The Comfort of Knowing Hashem

Shabbos Nachamu, named for the first word in the Haftorah, starts a cycle of seven weeks called the “Sheva D’nechemtah”. These seven weeks between Tisha B’av and Rosh Hashana mark an uptick and change in the tone of our relationship with Hashem. Whereas Tammuz and the first half of Av were characterized by Hester Panim and distance from Hashem, we are now comforted and consoled by Him. The seven Haftorahs read in these weeks all contain words of comfort and encouragement as we come out of our grief and greet Hashem once more as His beloved nation.

Most famous among these seven is the first, which was read this past week, on Shabbos Nachamu. There, the navi Yeshaya, who foretold many of the tragedies of his time, is told by Hashem to go out now and comfort B’nai Yisrael: “Nachamu, nachamu ami…comfort, comfort My nation…”

It’s important to note that these prophecies didn’t herald the redemption itself—Yeshaya witnessed the exile but did not live to see any redemption. What then is the consolation and the comfort that these words are meant to convey?

נַחֲמ֥וּ נַחֲמ֖וּ עַמִּ֑י יֹאמַ֖ר אֱלֹהֵיכֶֽם׃

Comfort, comfort My nation, says your G-d

My daughter Temima wasn’t so small when she was born—at 5 lbs, 10 oz, she missed the mark of a low-birth weight baby by 2 ounces. Less than an hour after she was born, however, she was admitted to the NICU due to what the nurse on call thought was respiratory distress. She was not found to actually be in respiratory distress, and though she was examined again and again, not one doctor was able to pinpoint what it was about her breathing that seemed off. After four days of observation and testing, we were sent home.

Temima seemed happy to nurse, though she did seem to eat less and sleep more than my other kids. Sure enough, our one week check up at the pediatrician showed that she had lost an alarming amount of weight. On the doctor’s advice, we started a two-hour feeding schedule, round the clock. This meant that every two hours, on the hour, my alarm would ring and I would try to wake her and coax her into eating.

Three days later, at our follow-up, she had dropped yet another pound. Scared and out of options, I decided that I would go to a lactation and feeding consultant to see if the situation could be helped. On the spot, I called a friend who was able to recommend someone. I booked her next available appointment, and continued the two hour feeding schedule for the next several days, going into the pediatrician’s office daily for weight checks.
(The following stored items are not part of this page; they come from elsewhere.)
#[cfg(test)]
mod tests {
    use super::*;
    use crate::http_transport::HttpTransport;
    use std::sync::atomic::{AtomicUsize, Ordering};

    struct RecordingHandler {
        calls: std::sync::Mutex<Vec<EventBatch>>,
        fail_first: AtomicUsize,
    }

    impl RecordingHandler {
        fn new() -> Self {
            Self { calls: std::sync::Mutex::new(Vec::new()), fail_first: AtomicUsize::new(0) }
        }
    }

    #[async_trait]
    impl EventHandler for RecordingHandler {
        async fn on_events(&self, batch: EventBatch) -> Result<(), String> {
            if self.fail_first.fetch_sub(1, Ordering::SeqCst) == 1 {
                return Err("synthetic failure".to_owned());
            }
            self.calls.lock().unwrap().push(batch);
            Ok(())
        }
    }

    fn make_api() -> Arc<ChannelApi> {
        let http = Arc::new(HttpTransport::new("http://127.0.0.1:0", None));
        Arc::new(ChannelApi::new(http, None))
    }

    #[tokio::test]
    async fn connect_requires_agent_name() {
        let api = make_api();
        let store = Arc::new(SessionStore::open(std::env::temp_dir().join("msg-agent-test-no-agent.json")));
        let clock: Arc<dyn Clock> = Arc::new(SystemClock);
        let config = ConnectConfig {
            channel_name: "room".into(),
            channel_password: Some("pw".into()),
            agent_name: String::new(),
            ..Default::default()
        };
        let result = Session::connect(api, store, clock, config).await;
        assert!(matches!(result, Err(AgentError::Config(ConfigError::MissingField("agent_name")))));
    }

    #[tokio::test]
    async fn connect_requires_channel_identity() {
        let api = make_api();
        let store = Arc::new(SessionStore::open(std::env::temp_dir().join("msg-agent-test-no-channel.json")));
        let clock: Arc<dyn Clock> = Arc::new(SystemClock);
        let config = ConnectConfig { agent_name: "alice".into(), ..Default::default() };
        let result = Session::connect(api, store, clock, config).await;
        assert!(matches!(result, Err(AgentError::Config(ConfigError::MissingField(_)))));
    }

    #[test]
    fn event_batch_default_is_empty() {
        let batch = EventBatch::default();
        assert!(batch.durable.is_empty());
        assert!(batch.ephemeral.is_empty());
    }

    // ------------------------------------------------------------------
    // End-to-end against an in-process HTTP stub (no live service).
    // ------------------------------------------------------------------

    use crate::test_support::{HttpStub, StubResponse};
    use std::collections::HashMap;

    fn api_against(stub: &HttpStub) -> Arc<ChannelApi> {
        let http = Arc::new(HttpTransport::new(stub.base_url(), None));
        Arc::new(ChannelApi::new(http, None))
    }

    fn connected_body(session_id: &str, channel_id: &str, global_offset: i64, local_offset: i64) -> String {
        serde_json::json!({
            "status": "success",
            "data": {
                "sessionId": session_id,
                "channelId": channel_id,
                "globalOffset": global_offset,
                "localOffset": local_offset,
                "connectionTime": 1000,
            }
        })
        .to_string()
    }

    #[tokio::test]
    async fn connect_and_pull_deliver_events_and_advance_offsets_end_to_end() {
        let routes = HashMap::from([
            ("/connect", vec![StubResponse::ok(connected_body("s1", "chan-1", 0, 0))]),
            (
                "/pull",
                vec![StubResponse::ok(
                    serde_json::json!({
                        "status": "success",
                        "data": {
                            "events": [{
                                "timestamp": 1,
                                "from": "bob",
                                "to": "alice",
                                "type": "CHAT_TEXT",
                                "content": "hi",
                                "encrypted": false,
                                "ephemeral": false,
                                "globalOffset": 1,
                                "localOffset": 1,
                            }],
                            "nextGlobalOffset": 1,
                            "nextLocalOffset": 1,
                        }
                    })
                    .to_string(),
                )],
            ),
            ("/disconnect", vec![StubResponse::ok(serde_json::json!({"status": "success"}).to_string())]),
        ]);
        let stub = HttpStub::start(routes).await;
        let api = api_against(&stub);
        let store = Arc::new(SessionStore::open(std::env::temp_dir().join("msg-agent-test-e2e-pull.json")));
        let clock: Arc<dyn Clock> = Arc::new(SystemClock);
        let config = ConnectConfig {
            channel_id: Some("chan-1".into()),
            agent_name: "alice".into(),
            check_last_session: false,
            ..Default::default()
        };

        let session = Session::connect(api, store, clock, config).await.unwrap();
        let handler = Arc::new(RecordingHandler::new());
        session.set_handler(handler.clone()).await;

        // The long-poll loop is already spinning against the stub; give it a
        // few iterations to pick up the newly-installed handler.
        tokio::time::sleep(Duration::from_millis(150)).await;

        let calls = handler.calls.lock().unwrap();
        assert!(!calls.is_empty(), "handler should have observed at least one batch");
        assert_eq!(calls[0].durable[0].content, "hi");
        assert_eq!(calls[0].durable[0].from, "bob");
        drop(calls);

        let (global_offset, local_offset) = session.offsets().await;
        assert_eq!(global_offset, 1);
        assert_eq!(local_offset, 1);

        assert!(session.disconnect().await);
    }

    #[tokio::test]
    async fn unknown_session_on_pull_triggers_reconnect_with_fresh_identity() {
        let routes = HashMap::from([
            (
                "/connect",
                vec![
                    StubResponse::ok(connected_body("s1", "chan-1", 0, 0)),
                    StubResponse::ok(connected_body("s2", "chan-1", 5, 5)),
                ],
            ),
            (
                "/pull",
                vec![
                    StubResponse::ok(
                        serde_json::json!({"status": "error", "statusMessage": "unknown session"}).to_string(),
                    ),
                    StubResponse::ok(
                        serde_json::json!({
                            "status": "success",
                            "data": {"events": [], "nextGlobalOffset": 5, "nextLocalOffset": 5}
                        })
                        .to_string(),
                    ),
                ],
            ),
            ("/disconnect", vec![StubResponse::ok(serde_json::json!({"status": "success"}).to_string())]),
        ]);
        let stub = HttpStub::start(routes).await;
        let api = api_against(&stub);
        let store = Arc::new(SessionStore::open(std::env::temp_dir().join("msg-agent-test-reconnect.json")));
        let clock: Arc<dyn Clock> = Arc::new(SystemClock);
        let config = ConnectConfig {
            channel_id: Some("chan-1".into()),
            agent_name: "alice".into(),
            check_last_session: false,
            ..Default::default()
        };

        let session = Session::connect(api, store, clock, config).await.unwrap();
        assert_eq!(session.session_id().await, "s1");

        let mut events = session.subscribe_events();
        tokio::time::sleep(Duration::from_millis(200)).await;

        assert_eq!(session.session_id().await, "s2");
        assert_eq!(session.state().await, SessionState::Connected);
        let (global_offset, _) = session.offsets().await;
        assert!(global_offset >= 5, "offsets should resume from the reconnected session, got {global_offset}");

        // A Reconnecting event should have been observed somewhere in the
        // broadcast history since the fresh subscription started.
        let mut saw_reconnecting = false;
        while let Ok(event) = events.try_recv() {
            if matches!(event, SessionEvent::Reconnecting) {
                saw_reconnecting = true;
            }
        }
        assert!(saw_reconnecting, "expected a Reconnecting event during the auth-error recovery");

        assert!(session.disconnect().await);
    }

    #[tokio::test]
    async fn disconnect_is_idempotent() {
        let routes = HashMap::from([
            ("/connect", vec![StubResponse::ok(connected_body("s1", "chan-1", 0, 0))]),
            (
                "/pull",
                vec![StubResponse::ok(
                    serde_json::json!({"status": "success", "data": {"events": []}}).to_string(),
                )],
            ),
            ("/disconnect", vec![StubResponse::ok(serde_json::json!({"status": "success"}).to_string())]),
        ]);
        let stub = HttpStub::start(routes).await;
        let api = api_against(&stub);
        let store = Arc::new(SessionStore::open(std::env::temp_dir().join("msg-agent-test-disconnect-twice.json")));
        let clock: Arc<dyn Clock> = Arc::new(SystemClock);
        let config = ConnectConfig {
            channel_id: Some("chan-1".into()),
            agent_name: "alice".into(),
            check_last_session: false,
            ..Default::default()
        };

        let session = Session::connect(api, store, clock, config).await.unwrap();
        assert!(session.disconnect().await);
        assert!(session.disconnect().await);
        assert_eq!(session.state().await, SessionState::Closed);
    }
}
At this point, Temima had been seen by all but one of the doctors and PAs working at our doctor’s office, and her odd breathing had been commented on as well. It was something that was brought up at every check-up, and yet no one had any suggestions as to what it could be.

The following week, we went for our feeding consultation, and after perfunctory greetings, we sat down so I could demonstrate how I typically fed Temima, who was very hungry. As was usual for her, she drank three to four sips, and stopped, her eyes fluttering shut as she breathed heavily.
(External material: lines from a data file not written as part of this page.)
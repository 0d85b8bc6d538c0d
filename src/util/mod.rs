pub mod sanitize;
pub mod time;

pub use sanitize::{sanitize_for_log, sanitize_for_log_default};
pub use time::{Clock, FixedClock, SystemClock};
The consultant looked at me with shock and exclaimed, “Of course she can’t eat! She has laryngomalacia!”

With that, we had a name for what was wrong. Within minutes, she had explained what this meant (Baruch Hashem, nothing serious, just that the muscle above the larynx was weak and was flopping over it, making her breathing and eating labored), and that we should see an ENT for possible treatment, although in all likelihood she would outgrow it as she gained strength.

דַּבְּר֞וּ עַל־לֵ֤ב יְרֽוּשָׁלִַ֙ם֙ וְקִרְא֣וּ אֵלֶ֔יהָ כִּ֤י מָֽלְאָה֙ צְבָאָ֔הּ כִּ֥י נִרְצָ֖ה עֲוֺנָ֑הּ כִּ֤י לָקְחָה֙ מִיַּ֣ד יְהוָ֔ה כִּפְלַ֖יִם בְּכָל־חַטֹּאתֶֽיהָ׃

“Speak to the heart of Yerushalyim, and call out to her,

that her time (in galus) is done,

because her sins have been appeased,

because she’s taken double from Hashem for all of her sins.”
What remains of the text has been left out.